The anti-Sikh riots, often termed the 1984 Sikh genocide by victim groups, erupted after Prime Minister Indira Gandhi was shot dead on the morning of 31 October 1984 by her two Sikh bodyguards, Satwant Singh and Beant Singh. The assassination was itself a reprisal for Operation Blue Star (June 1984), the Indian Army's storming of the Harmandir Sahib (Golden Temple) complex in Amritsar to flush out the militant leader Jarnail Singh Bhindranwale. Within hours of Gandhi's death, mobs targeted Sikhs in Delhi, Kanpur, Bokaro and other cities, burning homes and gurdwaras and killing Sikh men by "necklacing" with burning tyres. The official toll placed the dead at roughly 2,733 in Delhi alone and over 3,350 nationwide, though independent estimates run higher.
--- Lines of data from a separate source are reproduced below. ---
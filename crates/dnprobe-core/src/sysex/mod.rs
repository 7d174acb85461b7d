//! MIDI System Exclusive patch dump scanning.
//!
//! A dump is a stream of `F0 .. F7` frames, one per patch. The scanner finds
//! frames left to right, reads the prefix and name fields at fixed
//! frame-relative offsets (`layout`, `reader`) and tags each patch through a
//! pluggable [`TagClassifier`].

pub mod classify;
pub mod error;
pub mod layout;
pub mod parser;
pub mod reader;

pub use classify::{DEFAULT_GROUPS, KeywordClassifier, KeywordGroup, TagClassifier};
pub use error::SysexError;
pub use parser::{SysexFrame, scan_sysex, scan_sysex_with};
//! Container manifest cooperation.
//!
//! Project and preset containers carry a small JSON manifest next to the
//! binary payload. Only `MetaInfo.Tags` is consumed here; anything absent
//! or malformed reads as no tags.

use serde_json::Value;
use tracing::warn;

/// Read `MetaInfo.Tags` from a parsed manifest. Non-string entries are
/// ignored.
///
/// # Examples
/// ```
/// use dnprobe_core::manifest::manifest_tags;
///
/// let manifest = serde_json::json!({ "MetaInfo": { "Tags": ["bass", 3, "dark"] } });
/// assert_eq!(manifest_tags(&manifest), vec!["bass", "dark"]);
/// assert!(manifest_tags(&serde_json::json!({})).is_empty());
/// ```
pub fn manifest_tags(manifest: &Value) -> Vec<String> {
    manifest
        .get("MetaInfo")
        .and_then(|meta| meta.get("Tags"))
        .and_then(Value::as_array)
        .map(|tags| {
            tags.iter()
                .filter_map(Value::as_str)
                .map(str::to_string)
                .collect()
        })
        .unwrap_or_default()
}

/// Parse manifest text and read its tags; invalid JSON yields no tags.
pub fn manifest_tags_from_str(text: &str) -> Vec<String> {
    match serde_json::from_str::<Value>(text) {
        Ok(manifest) => manifest_tags(&manifest),
        Err(err) => {
            warn!(error = %err, "ignoring malformed manifest");
            Vec::new()
        }
    }
}

/// Manifest tags first, then classifier tags, without case-insensitive
/// duplicates.
pub fn merge_tags(manifest: &[String], classified: &[String]) -> Vec<String> {
    let mut merged: Vec<String> = Vec::with_capacity(manifest.len() + classified.len());
    for tag in manifest.iter().chain(classified) {
        let tag = tag.trim();
        if tag.is_empty() || merged.iter().any(|seen| seen.eq_ignore_ascii_case(tag)) {
            continue;
        }
        merged.push(tag.to_string());
    }
    merged
}

#[cfg(test)]
mod tests {
    use super::{manifest_tags, manifest_tags_from_str, merge_tags};
    use serde_json::json;

    #[test]
    fn tags_not_an_array_reads_empty() {
        let manifest = json!({ "MetaInfo": { "Tags": "bass" } });
        assert!(manifest_tags(&manifest).is_empty());
    }

    #[test]
    fn malformed_text_reads_empty() {
        assert!(manifest_tags_from_str("{ not json").is_empty());
    }

    #[test]
    fn text_with_tags_is_read() {
        let text = r#"{"MetaInfo":{"Tags":["Pad","Evolving"]},"Version":1}"#;
        assert_eq!(manifest_tags_from_str(text), vec!["Pad", "Evolving"]);
    }

    #[test]
    fn merge_keeps_manifest_first_and_dedups() {
        let manifest = vec!["Bass".to_string(), "Dark".to_string()];
        let classified = vec!["bass".to_string(), "Low".to_string()];
        assert_eq!(merge_tags(&manifest, &classified), vec!["Bass", "Dark", "Low"]);
    }
}
fn sibling_manifest_tags(path: &Path) -> Vec<String> {
    let Some(manifest) = path.parent().map(|dir| dir.join(MANIFEST_FILE)) else {
        return Vec::new();
    };
    if !manifest.is_file() {
        return Vec::new();
    }
    match fs::read_to_string(&manifest) {
        Ok(text) => manifest_tags_from_str(&text),
        Err(err) => {
            warn!(manifest = %manifest.display(), error = %err, "unreadable manifest");
            Vec::new()
        }
    }
}

fn read_input(input: &Path) -> Result<Vec<u8>, CliError> {
    let payload = fs::read(input)
        .with_context(|| format!("Failed to read input file: {}", input.display()))?;
    Ok(payload)
}

fn write_output(report: &Path, text: &str, append: bool) -> Result<(), CliError> {
    if let Some(parent) = report.parent() {
        if !parent.as_os_str().is_empty() {
            fs::create_dir_all(parent).with_context(|| {
                format!("Failed to create output directory: {}", parent.display())
            })?;
        }
    }
    if append {
        let mut file = fs::OpenOptions::new()
            .create(true)
            .append(true)
            .open(report)
            .with_context(|| format!("Failed to open report: {}", report.display()))?;
        file.write_all(text.as_bytes())
            .with_context(|| format!("Failed to write report: {}", report.display()))?;
    } else {
        fs::write(report, text)
            .with_context(|| format!("Failed to write report: {}", report.display()))?;
    }
    Ok(())
}

fn ensure_distinct_output(inputs: &[PathBuf], report: &Path) -> Result<(), CliError> {
    let Ok(report_abs) = fs::canonicalize(report) else {
        // Report does not exist yet, so it cannot be one of the inputs.
        return Ok(());
    };
    for input in inputs {
        let input_abs = fs::canonicalize(input)
            .with_context(|| format!("Failed to resolve input path: {}", input.display()))?;
        if input_abs == report_abs {
            return Err(CliError::new(
                format!("report path must differ from input: {}", report.display()),
                Some("choose a different output path".to_string()),
            ));
        }
    }
    Ok(())
}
The violence was distinguished from a spontaneous riot by its evident organisation: mobs carried voter lists and ration records to identify Sikh households, were supplied with kerosene and iron rods, and acted while the Delhi Police remained passive. Several Congress (I) politicians — names raised across inquiries include Sajjan Kumar, Jagdish Tytler and H.K.L. Bhagat — were accused of inciting and leading mobs. The state response was captured in Rajiv Gandhi's infamous remark that "when a big tree falls, the earth shakes." Successive bodies probed the events: the Marwah Commission (1984), the Misra Commission (1986), the Jain–Aggarwal Committee, the Nanavati Commission (report submitted 2005), and later the Justice G.P. Mathur committee and a Special Investigation Team (SIT) constituted in 2015.
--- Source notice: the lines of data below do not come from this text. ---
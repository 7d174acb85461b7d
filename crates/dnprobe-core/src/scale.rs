//! Raw device value to UI value transforms.
//!
//! Linear rules are calibrated from a single observed `(raw, ui)` sample and
//! are therefore approximate; [`ScaleRule::resolve`] reports which path
//! produced a value so callers can flag low-confidence results.

/// One observed `(raw, ui)` pair used to derive a multiplicative factor.
///
/// # Examples
/// ```
/// use dnprobe_core::scale::LinearScale;
///
/// let scale = LinearScale::new(17967, 38.71);
/// assert_eq!(scale.apply(17967), 38.71);
/// assert_eq!(LinearScale::new(0, 5.0).apply(0), 0.0);
/// ```
#[derive(Debug, Clone, Copy, PartialEq)]
pub struct LinearScale {
    pub reference_raw: i64,
    pub reference_ui: f64,
}

impl LinearScale {
    pub const fn new(reference_raw: i64, reference_ui: f64) -> Self {
        Self {
            reference_raw,
            reference_ui,
        }
    }

    /// `reference_ui / reference_raw`, or 1.0 when the reference raw is zero.
    pub fn factor(&self) -> f64 {
        if self.reference_raw == 0 {
            1.0
        } else {
            self.reference_ui / self.reference_raw as f64
        }
    }

    /// Scaled value rounded to two decimals.
    pub fn apply(&self, raw: i64) -> f64 {
        round2(raw as f64 * self.factor())
    }
}

/// Rule used when a lookup table has no entry for the raw value.
#[derive(Debug, Clone, Copy, PartialEq)]
pub enum Fallback {
    Passthrough,
    Linear(LinearScale),
}

/// Raw-to-UI transform applied per field.
#[derive(Debug, Clone, Copy, PartialEq)]
pub enum ScaleRule {
    Passthrough,
    /// Passthrough limited to an inclusive range.
    Clamped { min: i64, max: i64 },
    Linear(LinearScale),
    LookupOverride {
        table: &'static [(i64, f64)],
        fallback: Fallback,
    },
}

/// How a scaled value was obtained.
#[derive(Debug, Clone, Copy, PartialEq, Eq)]
pub enum ScalePath {
    Passthrough,
    Lookup,
    Linear,
}

impl ScalePath {
    /// Linear results come from a single calibration sample.
    pub fn is_approximate(self) -> bool {
        matches!(self, ScalePath::Linear)
    }
}

#[derive(Debug, Clone, Copy, PartialEq)]
pub struct Scaled {
    pub value: f64,
    pub path: ScalePath,
}

impl ScaleRule {
    pub fn resolve(&self, raw: i64) -> Scaled {
        match self {
            ScaleRule::Passthrough => passthrough(raw),
            ScaleRule::Clamped { min, max } => passthrough(raw.clamp(*min, *max)),
            ScaleRule::Linear(scale) => linear(scale, raw),
            ScaleRule::LookupOverride { table, fallback } => {
                if let Some((_, ui)) = table.iter().find(|(key, _)| *key == raw) {
                    return Scaled {
                        value: *ui,
                        path: ScalePath::Lookup,
                    };
                }
                match fallback {
                    Fallback::Passthrough => passthrough(raw),
                    Fallback::Linear(scale) => linear(scale, raw),
                }
            }
        }
    }

    /// Apply the rule to a raw value.
    ///
    /// # Examples
    /// ```
    /// use dnprobe_core::scale::{Fallback, ScaleRule};
    ///
    /// let rule = ScaleRule::LookupOverride {
    ///     table: &[(76, 85.0)],
    ///     fallback: Fallback::Passthrough,
    /// };
    /// assert_eq!(rule.apply(76), 85.0);
    /// assert_eq!(rule.apply(50), 50.0);
    /// ```
    pub fn apply(&self, raw: i64) -> f64 {
        self.resolve(raw).value
    }
}

fn passthrough(raw: i64) -> Scaled {
    Scaled {
        value: raw as f64,
        path: ScalePath::Passthrough,
    }
}

fn linear(scale: &LinearScale, raw: i64) -> Scaled {
    Scaled {
        value: scale.apply(raw),
        path: ScalePath::Linear,
    }
}

pub(crate) fn round2(value: f64) -> f64 {
    (value * 100.0).round() / 100.0
}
Justice delayed defined the aftermath. The Nanavati Commission's 2005 report led to Tytler's resignation but few convictions for decades. A landmark came on 17 December 2018, when the Delhi High Court convicted Sajjan Kumar and sentenced him to life imprisonment, overturning his earlier acquittal and holding the killings to be "crimes against humanity" by a mob acting with state patronage. As of 2026, prosecutions and reopened cases continue, and the episode remains a touchstone in debates on communal violence, command responsibility, and impunity. It is also cited in arguments for a dedicated law against targeted mass violence and for police reform separating law enforcement from political control.
For the UPSC examination, the riots appear principally in GS Paper I (Indian Society — communalism, regionalism, secularism) and GS Paper II (governance, accountability of the executive, role of inquiry commissions). Typical question angles ask candidates to analyse the failure of state institutions during communal violence, to compare 1984 with later episodes such as Gujarat 2002, or to evaluate why successive commissions failed to deliver timely justice. Essay and ethics papers (GS IV) may invoke it to discuss administrative neutrality, the duty of civil servants and police during mass violence, and the moral cost of political complicity. Candidates should pair the factual sequence — Blue Star, assassination, riots, commissions, 2018 conviction — with structural critique.
Example
In December 2018, the Delhi High Court convicted Congress leader Sajjan Kumar and sentenced him to life imprisonment for orchestrating killings of Sikhs in Delhi's Raj Nagar during the November 1984 violence.
Frequently asked questions
The riots began on 31 October 1984 after Prime Minister Indira Gandhi was assassinated by her two Sikh bodyguards. The assassination was a reprisal for Operation Blue Star, the June 1984 army action at the Golden Temple.